USE STRATEGIC QUESTIONING
While you are negotiating, use the technique of asking questions, preferably open-ended questions, which can be very powerful. These questions open up dialogue and can even buy you more time if you need to gather your thoughts. These questions, some examples of which are shown below, help guide and move the conversation along.
• Can you explain how you arrived at that solution?
• How are decisions like these determined?
• Are you willing to negotiate that point?
• What is keeping us from coming to an agreement?
• How could I help you feel more comfortable with this request?
• What is most important to you? Can you explain why?
• How can we move forward?
• How can we best . . . ?
• How can we make this work for both of us?
• Is that the best you can do?
• What is the cost of us not coming to an agreement?
(read the full post here)
These are all dynamite questions to ask when attempting to learn your bargaining partners' interests -- their goals, desires, needs, fears, preferences, priorities, competing opportunities, possible alternative negotiation partners, restrictions on their authority to make a deal, and the like.
How we ask these questions is as important as the questions themselves. Negotiation gurus Linda Babcock and Sara Laschever of Women Don't Ask and Ask for It! suggest that we women be "relentlessly pleasant." Pleasant and firm. Pleasant and strong. Pleasant and professional.

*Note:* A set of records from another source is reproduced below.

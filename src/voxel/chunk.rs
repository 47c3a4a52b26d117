//! Chunk: one voxel grid with its extracted mesh and scene registrations

use crate::core::types::Vec3;
use crate::math::Aabb;
use crate::mesh::data::MeshData;
use crate::mesh::surface_nets;
use crate::scene::collider::{ColliderFactory, ColliderHandle, Transform};
use crate::scene::spatial::{SpatialIndex, SpatialItem, SpatialKey};
use crate::terrain::config::GridConfig;
use crate::terrain::field::DensityField;
use crate::voxel::grid::VoxelGrid;

/// Integer coordinate identifying a chunk in the lateral world grid.
/// The world is not chunked vertically: one chunk spans full height.
#[derive(Clone, Copy, Debug, PartialEq, Eq, Hash)]
pub struct ChunkCoord {
    pub x: i32,
    pub z: i32,
}

impl ChunkCoord {
    /// Create a new chunk coordinate
    pub fn new(x: i32, z: i32) -> Self {
        Self { x, z }
    }

    /// Coordinate of the chunk whose owned region contains `pos`
    pub fn from_world_pos(pos: Vec3, grid: &GridConfig) -> Self {
        let span = grid.chunk_span();
        Self {
            x: (pos.x / span).floor() as i32,
            z: (pos.z / span).floor() as i32,
        }
    }

    /// Neighboring coordinate at the given lateral offset
    pub fn offset(&self, dx: i32, dz: i32) -> Self {
        Self {
            x: self.x + dx,
            z: self.z + dz,
        }
    }
}

/// A chunk: voxel grid, extracted mesh, and the collider/spatial handles
/// registered for it.
///
/// The grid duplicates `border` voxel layers from each lateral neighbor
/// so extraction produces seam-correct vertices and normals without
/// cross-chunk reads. Lifecycle: `new` -> `generate` -> `build` ->
/// `modify`* -> `unbuild`.
pub struct Chunk {
    /// Coordinate of this chunk in the world grid
    pub coord: ChunkCoord,
    /// Voxel density/weight storage, border included
    pub grid: VoxelGrid,
    grid_config: GridConfig,
    /// World-space mesh, absent when extraction found no surface
    pub mesh: Option<MeshData>,
    collider: Option<Box<dyn ColliderHandle>>,
    spatial_key: Option<SpatialKey>,
}

impl Chunk {
    /// Create an empty (all-air) chunk at the given coordinate
    pub fn new(coord: ChunkCoord, grid_config: GridConfig) -> Self {
        Self {
            coord,
            grid: VoxelGrid::new(grid_config.grid_dims()),
            grid_config,
            mesh: None,
            collider: None,
            spatial_key: None,
        }
    }

    /// World-space position of local voxel (0, 0, 0)
    pub fn world_origin(&self) -> Vec3 {
        self.grid_config.chunk_origin(self.coord.x, self.coord.z)
    }

    /// World-space bounds of the stored grid, border included
    pub fn world_bounds(&self) -> Aabb {
        let (w, h, d) = self.grid.dims();
        let origin = self.world_origin();
        let size = Vec3::new(w as f32, h as f32, d as f32) * self.grid_config.scale;
        Aabb::new(origin, origin + size)
    }

    /// True once `build` has produced and registered a mesh
    pub fn is_built(&self) -> bool {
        self.mesh.is_some()
    }

    /// Fill the grid by sampling the density field at every voxel.
    /// Border voxels sample outside the owned region, duplicating what the
    /// neighbor also computes.
    pub fn generate(&mut self, field: &DensityField) {
        let (w, h, d) = self.grid.dims();
        let origin = self.world_origin();
        let scale = self.grid_config.scale;
        for z in 0..d {
            for y in 0..h {
                for x in 0..w {
                    let p = origin + Vec3::new(x as f32, y as f32, z as f32) * scale;
                    let sample = field.sample(p.x, p.y, p.z);
                    self.grid.set_density(x, y, z, sample.density);
                    self.grid.set_weights(x, y, z, sample.weights);
                }
            }
        }
    }

    /// Extract the grid's surface and register it with the scene.
    ///
    /// Tears down any previous mesh first. A grid that is entirely solid
    /// or entirely air leaves the chunk meshless; that is a valid state,
    /// not an error.
    pub fn build(
        &mut self,
        colliders: &mut dyn ColliderFactory,
        spatial: &mut dyn SpatialIndex,
    ) {
        self.unbuild(spatial);

        let border = self.grid_config.border;
        let mut mesh = surface_nets::extract(
            self.grid.densities(),
            self.grid.weight_channels(),
            self.grid.dims(),
            [border, 0, border],
        );
        if mesh.is_empty() {
            log::debug!("chunk ({}, {}) extracted no surface", self.coord.x, self.coord.z);
            return;
        }

        let origin = self.world_origin();
        let scale = self.grid_config.scale;
        for p in &mut mesh.positions {
            *p = *p * scale + origin;
        }

        let transform = Transform {
            translation: origin,
            scale,
        };
        let bounds = Aabb::from_points(mesh.positions.iter().copied());
        self.collider = Some(colliders.create(&mesh, &transform));
        self.spatial_key = Some(spatial.insert(SpatialItem {
            coord: self.coord,
            bounds,
            transform,
            positions: mesh.positions.clone(),
            indices: mesh.indices.clone(),
        }));
        self.mesh = Some(mesh);
    }

    /// Release the mesh, collider, and spatial registration. Idempotent.
    pub fn unbuild(&mut self, spatial: &mut dyn SpatialIndex) {
        if let Some(key) = self.spatial_key.take() {
            spatial.remove(key);
        }
        self.collider = None;
        self.mesh = None;
    }
}
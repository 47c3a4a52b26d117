//! Dense voxel grid: signed density plus per-voxel material weights

use crate::core::types::Vec3;

/// Density written as exactly zero is stored as this small negative value
/// instead; a corner sitting exactly on the isosurface degenerates the
/// extractor's edge interpolation.
pub const DENSITY_EPSILON: f32 = 1.0e-5;

/// Flat density/weight arrays indexed `x + y*W + z*W*H`.
///
/// Negative density = inside solid, zero-or-positive = air. A fresh grid
/// is entirely air.
#[derive(Clone, Debug, PartialEq)]
pub struct VoxelGrid {
    dims: (usize, usize, usize),
    density: Vec<f32>,
    weights: Vec<Vec3>,
}

impl VoxelGrid {
    /// Create an all-air grid. Panics on zero-sized dimensions.
    pub fn new(dims: (usize, usize, usize)) -> Self {
        let (w, h, d) = dims;
        assert!(w > 0 && h > 0 && d > 0, "zero-sized grid dims {dims:?}");
        let len = w * h * d;
        Self {
            dims,
            density: vec![1.0; len],
            weights: vec![Vec3::ZERO; len],
        }
    }

    /// Grid dimensions (width, height, depth)
    #[inline]
    pub fn dims(&self) -> (usize, usize, usize) {
        self.dims
    }

    /// Linear index of voxel (x, y, z)
    #[inline]
    pub fn index(&self, x: usize, y: usize, z: usize) -> usize {
        let (w, h, d) = self.dims;
        debug_assert!(x < w && y < h && z < d, "voxel ({x},{y},{z}) out of {:?}", self.dims);
        x + y * w + z * w * h
    }

    /// Density at voxel (x, y, z)
    #[inline]
    pub fn density(&self, x: usize, y: usize, z: usize) -> f32 {
        self.density[self.index(x, y, z)]
    }

    /// Store a density value, nudging exact zero off the isosurface
    #[inline]
    pub fn set_density(&mut self, x: usize, y: usize, z: usize, value: f32) {
        let idx = self.index(x, y, z);
        self.density[idx] = if value == 0.0 { -DENSITY_EPSILON } else { value };
    }

    /// Material weights at voxel (x, y, z)
    #[inline]
    pub fn weights(&self, x: usize, y: usize, z: usize) -> Vec3 {
        self.weights[self.index(x, y, z)]
    }

    /// Store material weights for voxel (x, y, z)
    #[inline]
    pub fn set_weights(&mut self, x: usize, y: usize, z: usize, value: Vec3) {
        let idx = self.index(x, y, z);
        self.weights[idx] = value;
    }

    /// Full density array, extractor layout
    pub fn densities(&self) -> &[f32] {
        &self.density
    }

    /// Full weight array, extractor layout
    pub fn weight_channels(&self) -> &[Vec3] {
        &self.weights
    }
}

#[cfg(test)]
mod tests {
    use super::*;

    #[test]
    fn test_new_grid_is_air() {
        let grid = VoxelGrid::new((4, 8, 4));
        assert_eq!(grid.dims(), (4, 8, 4));
        assert_eq!(grid.densities().len(), 128);
        assert!(grid.densities().iter().all(|&d| d > 0.0));
    }

    #[test]
    fn test_index_layout() {
        let grid = VoxelGrid::new((4, 8, 4));
        assert_eq!(grid.index(0, 0, 0), 0);
        assert_eq!(grid.index(1, 0, 0), 1);
        assert_eq!(grid.index(0, 1, 0), 4);
        assert_eq!(grid.index(0, 0, 1), 32);
        assert_eq!(grid.index(3, 7, 3), 127);
    }

    #[test]
    fn test_set_get_round_trip() {
        let mut grid = VoxelGrid::new((3, 3, 3));
        grid.set_density(1, 2, 0, -0.75);
        assert_eq!(grid.density(1, 2, 0), -0.75);

        grid.set_weights(1, 2, 0, Vec3::new(0.2, 0.3, 0.5));
        assert_eq!(grid.weights(1, 2, 0), Vec3::new(0.2, 0.3, 0.5));
    }

    #[test]
    fn test_zero_density_is_nudged() {
        let mut grid = VoxelGrid::new((2, 2, 2));
        grid.set_density(0, 0, 0, 0.0);
        assert_eq!(grid.density(0, 0, 0), -DENSITY_EPSILON);
        // Nonzero values pass through untouched.
        grid.set_density(0, 0, 0, 0.25);
        assert_eq!(grid.density(0, 0, 0), 0.25);
    }

    #[test]
    #[should_panic(expected = "zero-sized grid")]
    fn test_zero_dims_panic() {
        VoxelGrid::new((4, 0, 4));
    }
}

Pleasant and prepared. Pleasant and knowledgeable. A negotiation can be conducted on the most competitive and aggressive terms in the most pleasant fashion.

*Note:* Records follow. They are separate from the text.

//! Ray-picking spatial index boundary contract

use crate::core::types::Vec3;
use crate::math::Aabb;
use crate::scene::collider::Transform;
use crate::voxel::chunk::ChunkCoord;

/// Key returned by a spatial index for a registered item
pub type SpatialKey = u64;

/// Geometry registered for one chunk so external ray picking can find it
#[derive(Clone, Debug)]
pub struct SpatialItem {
    /// Chunk that owns the geometry
    pub coord: ChunkCoord,
    /// World-space bounds of the mesh
    pub bounds: Aabb,
    /// Chunk placement
    pub transform: Transform,
    /// World-space vertex positions
    pub positions: Vec<Vec3>,
    /// Triangle index list
    pub indices: Vec<u32>,
}

/// Spatial acceleration structure keyed by world-space bounds.
/// Chunks insert one item per build and remove it on unbuild.
pub trait SpatialIndex {
    fn insert(&mut self, item: SpatialItem) -> SpatialKey;
    fn remove(&mut self, key: SpatialKey);
}

/// Index for hosts that run without ray picking
pub struct NullSpatialIndex {
    next_key: SpatialKey,
}

impl NullSpatialIndex {
    pub fn new() -> Self {
        Self { next_key: 0 }
    }
}

impl Default for NullSpatialIndex {
    fn default() -> Self {
        Self::new()
    }
}

impl SpatialIndex for NullSpatialIndex {
    fn insert(&mut self, _item: SpatialItem) -> SpatialKey {
        let key = self.next_key;
        self.next_key += 1;
        key
    }

    fn remove(&mut self, _key: SpatialKey) {}
}

#[cfg(test)]
mod tests {
    use super::*;

    #[test]
    fn test_null_index_issues_distinct_keys() {
        let mut index = NullSpatialIndex::new();
        let item = SpatialItem {
            coord: ChunkCoord::new(0, 0),
            bounds: Aabb::new(Vec3::ZERO, Vec3::ONE),
            transform: Transform {
                translation: Vec3::ZERO,
                scale: 1.0,
            },
            positions: Vec::new(),
            indices: Vec::new(),
        };
        let a = index.insert(item.clone());
        let b = index.insert(item);
        assert_ne!(a, b);
        index.remove(a);
        index.remove(b);
    }
}
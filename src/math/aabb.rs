//! Axis-aligned bounding box

use crate::core::types::Vec3;

/// Axis-aligned bounding box defined by min and max corners
#[derive(Clone, Copy, Debug, Default, PartialEq)]
pub struct Aabb {
    pub min: Vec3,
    pub max: Vec3,
}

impl Aabb {
    /// Create AABB from min and max corners
    pub fn new(min: Vec3, max: Vec3) -> Self {
        Self { min, max }
    }

    /// Create AABB from center and half-extents
    pub fn from_center_half_extent(center: Vec3, half_extent: Vec3) -> Self {
        Self {
            min: center - half_extent,
            max: center + half_extent,
        }
    }

    /// Create the smallest AABB enclosing all points.
    /// Panics if the iterator is empty.
    pub fn from_points<I: IntoIterator<Item = Vec3>>(points: I) -> Self {
        let mut iter = points.into_iter();
        let first = iter.next().expect("Aabb::from_points on empty iterator");
        let mut aabb = Aabb::new(first, first);
        for p in iter {
            aabb.expand(p);
        }
        aabb
    }

    /// Get center point
    pub fn center(&self) -> Vec3 {
        (self.min + self.max) * 0.5
    }

    /// Get size (max - min)
    pub fn size(&self) -> Vec3 {
        self.max - self.min
    }

    /// Get half-extents
    pub fn half_extent(&self) -> Vec3 {
        self.size() * 0.5
    }

    /// Check if point is inside AABB
    pub fn contains_point(&self, p: Vec3) -> bool {
        p.x >= self.min.x && p.x <= self.max.x &&
        p.y >= self.min.y && p.y <= self.max.y &&
        p.z >= self.min.z && p.z <= self.max.z
    }

    /// Check if two AABBs intersect
    pub fn intersects(&self, other: &Aabb) -> bool {
        self.min.x <= other.max.x && self.max.x >= other.min.x &&
        self.min.y <= other.max.y && self.max.y >= other.min.y &&
        self.min.z <= other.max.z && self.max.z >= other.min.z
    }

    /// Expand AABB to include point
    pub fn expand(&mut self, point: Vec3) {
        self.min = self.min.min(point);
        self.max = self.max.max(point);
    }

    /// Return merged AABB containing both
    pub fn merged(&self, other: &Aabb) -> Aabb {
        Aabb {
            min: self.min.min(other.min),
            max: self.max.max(other.max),
        }
    }
}
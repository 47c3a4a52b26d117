//! Physics collider boundary contract

use crate::core::types::Vec3;
use crate::mesh::data::MeshData;

/// Placement of a chunk mesh in the world
#[derive(Clone, Copy, Debug, PartialEq)]
pub struct Transform {
    pub translation: Vec3,
    pub scale: f32,
}

/// Handle to one registered triangle-mesh collider.
/// Dropping the handle releases the collider.
pub trait ColliderHandle {
    /// Move the collider to a new placement
    fn relocate(&mut self, transform: &Transform);
}

/// Builds colliders from chunk meshes. A chunk creates one collider per
/// build and drops it on rebuild or teardown.
pub trait ColliderFactory {
    fn create(&mut self, mesh: &MeshData, transform: &Transform) -> Box<dyn ColliderHandle>;
}

/// Factory for hosts that run without physics
pub struct NullColliderFactory;

struct NullColliderHandle;

impl ColliderHandle for NullColliderHandle {
    fn relocate(&mut self, _transform: &Transform) {}
}

impl ColliderFactory for NullColliderFactory {
    fn create(&mut self, _mesh: &MeshData, _transform: &Transform) -> Box<dyn ColliderHandle> {
        Box::new(NullColliderHandle)
    }
}

#[cfg(test)]
mod tests {
    use super::*;

    #[test]
    fn test_null_factory_creates_handles() {
        let mut factory = NullColliderFactory;
        let transform = Transform {
            translation: Vec3::ZERO,
            scale: 1.0,
        };
        let mut handle = factory.create(&MeshData::default(), &transform);
        handle.relocate(&Transform {
            translation: Vec3::ONE,
            scale: 2.0,
        });
    }
}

"I'd really like to see you get the best deal possible for my services. Let's talk about the ways in which I can be most helpful to you and then we can talk about price."
"Gee, I'm sorry you don't have the ability to pay my fee up front. What would make it easier for you? I have permitted people to pay over time under certain circumstances, but I've also had bad experiences when I've done so. What were you considering? Have you thought about how you might guarantee that my full fee will be paid even after I've completed the job?"
"I'd love to work with you but your price just doesn't fall within my budget right now. Do you have any ideas about fitting your services into my limitations?"
We don't lack for pleasant. What we lack is firm. If we are clear and firm about our own bottom line, putting ourselves on their side of the table with the negotiation "problem" in front (instead of between) us, we become partners in the bargaining enterprise while at the same time maximizing opportunities available to us both. And best of all, we'll get a great deal without feeling as if we're "negotiating" at all.